Mein nächstes Projekt war die „Vertikalisierung“ eines großen Bildungsromans von Hermann Hesse, „Das Glasperlenspiel“. Nahezu keine Handlung, praktisch nur Diskurs, aber dank der zupackenden Erfahrung von Regisseur Martin Nimz und des Muts und des Vertrauens aller Theaterabteilungen konnten wir mit viel Mühe und viel, viel Vorlauf tatsächlich eine besondere Arbeit umsetzen – in einem eigens dafür mit einem Amphitheater komplett überbauten Kleinen Haus, in dem sich Schauspieler und Zuschauer den Raum teilten und welches mit einer revolutionären 360-Grad-Projektion nahtlos in verschiedene Szenerien verwandelt wurde. Mich hat das extrem beeindruckt. Jenseits aller Stadttheater-Vorurteile, des typischen Dienst-nach-Vorschrift-Denkens oder der chronisch überforderten Abteilungen arbeiteten hier vor allem die Bühnentechnik und die Werkstätten weit mehr, als sie laut Vertrag mussten. Buchstäblich Hunderte Leute aller Abteilungen gaben über Wochen 150 Prozent, um diese fantastische Zumutung möglich zu machen. Was nicht heißt, dass nicht immer wieder einzelne Leute der Mut verließ; aber im Endeffekt obsiegte doch immer wieder die Zuversicht. Und es lohnte sich, die en suite gespielten Vorstellungen waren sämtlich ausverkauft. Dazu muss man vielleicht sagen, dass das Karlsruher Publikum nicht ganz einfach ist. Mit einer Universität ohne geisteswissenschaftliche Fakultät fehlt der Stadt ein großer Teil des akademischen Mittelstandes, der in anderen Städten wesentlich das Theater besucht. Gerade der literaturwissenschaftliche Diskurs, der normalerweise die Nachfrage nach einer Hesse-Inszenierung vorantreiben würde, findet in der Öffentlichkeit praktisch nicht statt. Umso mehr hat uns natürlich jeder aufmerksame Kommentar aus der Stadtöffentlichkeit bezüglich dieses und anderer Projekte gefreut.

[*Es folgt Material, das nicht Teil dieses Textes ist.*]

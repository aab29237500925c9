//! Catalog data model.

use std::fmt;

use serde::Serialize;

use crate::types::SourceRange;

/// Default `version` attribute of the `<TS>` root element.
pub const DEFAULT_TS_VERSION: &str = "2.1";

/// Translation state of a message.
#[derive(Debug, Clone, Copy, PartialEq, Eq, Hash, Default, Serialize)]
#[serde(rename_all = "lowercase")]
pub enum TranslationStatus {
    /// Translated and approved.
    #[default]
    Finished,
    /// No translation yet, or not reviewed. The UI shows the source string.
    Unfinished,
    /// The source string is no longer used by the UI.
    Vanished,
}

impl TranslationStatus {
    /// Maps the `type` attribute of `<translation>` to a status.
    ///
    /// `obsolete` is the spelling used by catalogs written before Qt 5.
    /// Returns `None` for unknown values.
    #[must_use]
    pub fn from_type_attr(value: Option<&str>) -> Option<Self> {
        match value {
            None | Some("") => Some(Self::Finished),
            Some("unfinished") => Some(Self::Unfinished),
            Some("vanished" | "obsolete") => Some(Self::Vanished),
            Some(_) => None,
        }
    }

    /// The `type` attribute value written for this status.
    #[must_use]
    pub const fn type_attr(self) -> Option<&'static str> {
        match self {
            Self::Finished => None,
            Self::Unfinished => Some("unfinished"),
            Self::Vanished => Some("vanished"),
        }
    }
}

impl fmt::Display for TranslationStatus {
    fn fmt(&self, f: &mut fmt::Formatter<'_>) -> fmt::Result {
        let name = match self {
            Self::Finished => "finished",
            Self::Unfinished => "unfinished",
            Self::Vanished => "vanished",
        };
        f.write_str(name)
    }
}

/// A `<location filename="..." line="..."/>` reference written by lupdate.
#[derive(Debug, Clone, PartialEq, Eq, Serialize)]
pub struct Location {
    pub filename: String,
    /// Kept as text: lupdate writes relative offsets such as `+3`.
    pub line: Option<String>,
}

/// A single translatable unit.
#[derive(Debug, Clone, PartialEq, Eq, Serialize)]
pub struct Message {
    pub source: String,
    /// Translated text. For plural messages, the first plural form.
    pub translation: String,
    pub status: TranslationStatus,
    /// Set by `numerus="yes"`; the translation is a list of plural forms.
    #[serde(skip_serializing_if = "std::ops::Not::not")]
    pub numerus: bool,
    /// `<numerusform>` texts in order.
    #[serde(skip_serializing_if = "Vec::is_empty")]
    pub numerus_forms: Vec<String>,
    /// Developer disambiguation comment (`<comment>`).
    #[serde(skip_serializing_if = "Option::is_none")]
    pub comment: Option<String>,
    #[serde(skip_serializing_if = "Option::is_none")]
    pub extra_comment: Option<String>,
    #[serde(skip_serializing_if = "Option::is_none")]
    pub translator_comment: Option<String>,
    #[serde(skip_serializing_if = "Vec::is_empty")]
    pub locations: Vec<Location>,
    /// Position of the `<message>` element in the file it was read from.
    #[serde(skip)]
    pub range: SourceRange,
}

impl Message {
    /// Creates a finished message.
    #[must_use]
    pub fn new(source: impl Into<String>, translation: impl Into<String>) -> Self {
        Self {
            source: source.into(),
            translation: translation.into(),
            status: TranslationStatus::Finished,
            numerus: false,
            numerus_forms: Vec::new(),
            comment: None,
            extra_comment: None,
            translator_comment: None,
            locations: Vec::new(),
            range: SourceRange::default(),
        }
    }

    /// Creates an unfinished message with an empty translation.
    #[must_use]
    pub fn unfinished(source: impl Into<String>) -> Self {
        Self { status: TranslationStatus::Unfinished, ..Self::new(source, String::new()) }
    }

    #[must_use]
    pub fn with_status(mut self, status: TranslationStatus) -> Self {
        self.status = status;
        self
    }

    /// Makes this a plural message; the first form becomes the translation.
    #[must_use]
    pub fn with_numerus_forms<I, S>(mut self, forms: I) -> Self
    where
        I: IntoIterator<Item = S>,
        S: Into<String>,
    {
        self.numerus = true;
        self.numerus_forms = forms.into_iter().map(Into::into).collect();
        self.translation = self.numerus_forms.first().cloned().unwrap_or_default();
        self
    }

    #[must_use]
    pub fn with_translator_comment(mut self, comment: impl Into<String>) -> Self {
        self.translator_comment = Some(comment.into());
        self
    }

    /// The translation the UI should display, if any.
    ///
    /// Only finished, non-empty translations resolve. Everything else falls
    /// back to the source string.
    #[must_use]
    pub fn resolved(&self) -> Option<&str> {
        (self.status == TranslationStatus::Finished && !self.translation.is_empty())
            .then_some(self.translation.as_str())
    }

    /// Same as [`Self::resolved`] but with the source string as fallback.
    #[must_use]
    pub fn display_text(&self) -> &str {
        self.resolved().unwrap_or(&self.source)
    }
}

/// Counts of messages per status.
#[derive(Debug, Clone, Copy, PartialEq, Eq, Default, Serialize)]
pub struct CatalogStats {
    pub finished: usize,
    pub unfinished: usize,
    pub vanished: usize,
}

impl CatalogStats {
    fn record(&mut self, status: TranslationStatus) {
        match status {
            TranslationStatus::Finished => self.finished += 1,
            TranslationStatus::Unfinished => self.unfinished += 1,
            TranslationStatus::Vanished => self.vanished += 1,
        }
    }

    /// Messages still referenced by the UI.
    #[must_use]
    pub const fn live(&self) -> usize {
        self.finished + self.unfinished
    }

    #[must_use]
    pub const fn total(&self) -> usize {
        self.finished + self.unfinished + self.vanished
    }

    /// Percentage (rounded down) of live messages that are finished.
    ///
    /// An empty catalog counts as complete.
    #[must_use]
    pub const fn completion_percent(&self) -> usize {
        let live = self.live();
        if live == 0 { 100 } else { self.finished * 100 / live }
    }
}

impl std::ops::AddAssign for CatalogStats {
    fn add_assign(&mut self, rhs: Self) {
        self.finished += rhs.finished;
        self.unfinished += rhs.unfinished;
        self.vanished += rhs.vanished;
    }
}

/// A named group of messages (one dialog, panel or feature area).
#[derive(Debug, Clone, PartialEq, Eq, Serialize)]
pub struct Context {
    pub name: String,
    pub messages: Vec<Message>,
}

impl Context {
    #[must_use]
    pub fn new(name: impl Into<String>) -> Self {
        Self { name: name.into(), messages: Vec::new() }
    }

    /// Finds the message with the given source string.
    #[must_use]
    pub fn message(&self, source: &str) -> Option<&Message> {
        self.messages.iter().find(|message| message.source == source)
    }

    /// Inserts a message, replacing an existing one with the same source.
    ///
    /// A replaced message keeps its position. Returns the replaced message.
    pub fn insert(&mut self, message: Message) -> Option<Message> {
        if let Some(existing) = self.messages.iter_mut().find(|m| m.source == message.source) {
            return Some(std::mem::replace(existing, message));
        }
        self.messages.push(message);
        None
    }

    #[must_use]
    pub fn stats(&self) -> CatalogStats {
        let mut stats = CatalogStats::default();
        for message in &self.messages {
            stats.record(message.status);
        }
        stats
    }
}

/// An entire `.ts` file.
#[derive(Debug, Clone, PartialEq, Eq, Serialize)]
pub struct Catalog {
    pub version: String,
    #[serde(skip_serializing_if = "Option::is_none")]
    pub language: Option<String>,
    #[serde(skip_serializing_if = "Option::is_none")]
    pub source_language: Option<String>,
    /// Whether the legacy `<!DOCTYPE TS>` declaration is written.
    pub has_doctype: bool,
    pub contexts: Vec<Context>,
}

impl Default for Catalog {
    fn default() -> Self {
        Self {
            version: DEFAULT_TS_VERSION.to_string(),
            language: None,
            source_language: None,
            has_doctype: false,
            contexts: Vec::new(),
        }
    }
}

impl Catalog {
    #[must_use]
    pub fn new(language: impl Into<String>) -> Self {
        Self { language: Some(language.into()), ..Self::default() }
    }

    #[must_use]
    pub fn context(&self, name: &str) -> Option<&Context> {
        self.contexts.iter().find(|context| context.name == name)
    }

    /// Returns the named context, appending an empty one if needed.
    pub fn context_mut(&mut self, name: &str) -> &mut Context {
        let index = match self.contexts.iter().position(|context| context.name == name) {
            Some(index) => index,
            None => {
                self.contexts.push(Context::new(name));
                self.contexts.len() - 1
            }
        };
        &mut self.contexts[index]
    }

    #[must_use]
    pub fn message(&self, context: &str, source: &str) -> Option<&Message> {
        self.context(context)?.message(source)
    }

    /// Inserts a message into a context (last definition wins).
    pub fn insert(&mut self, context: &str, message: Message) -> Option<Message> {
        self.context_mut(context).insert(message)
    }

    /// All messages with their context name, in file order.
    pub fn messages(&self) -> impl Iterator<Item = (&str, &Message)> {
        self.contexts.iter().flat_map(|context| {
            context.messages.iter().map(move |message| (context.name.as_str(), message))
        })
    }

    /// The `(context, source, translation, status)` tuples of the catalog.
    pub fn entries(&self) -> impl Iterator<Item = (&str, &str, &str, TranslationStatus)> {
        self.messages().map(|(context, message)| {
            (context, message.source.as_str(), message.translation.as_str(), message.status)
        })
    }

    #[must_use]
    pub fn len(&self) -> usize {
        self.contexts.iter().map(|context| context.messages.len()).sum()
    }

    #[must_use]
    pub fn is_empty(&self) -> bool {
        self.len() == 0
    }

    #[must_use]
    pub fn stats(&self) -> CatalogStats {
        let mut stats = CatalogStats::default();
        for context in &self.contexts {
            stats += context.stats();
        }
        stats
    }
}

Die Schlagzahl an Inszenierungen ist sehr hoch, was natürlich alle Teile des Hauses an ihre Grenzen bringt – und das eigentlich permanent. Das ist ebenfalls kein Alleinstellungsmerkmal des Karlsruher Theaters, sondern bedauernswerter Nebeneffekt einer komplett überhitzten Szene, die sich den Grundsatz „Quantität vor Qualität“ auf die Fahnen geschrieben hat. Es bedarf dringend einer Neuausrichtung des gesamten deutschsprachigen Stadttheaterwesens, weg von einer Hype-basierten Produktionsüberlastung hin zu mehr Kontinuität, mehr Mut, mehr Nachhaltigkeit. Und das schreibe ich durchaus auch als Gegenwartsautor, der sich mehr Nachinszenierungen seiner Stücke wünschen würde.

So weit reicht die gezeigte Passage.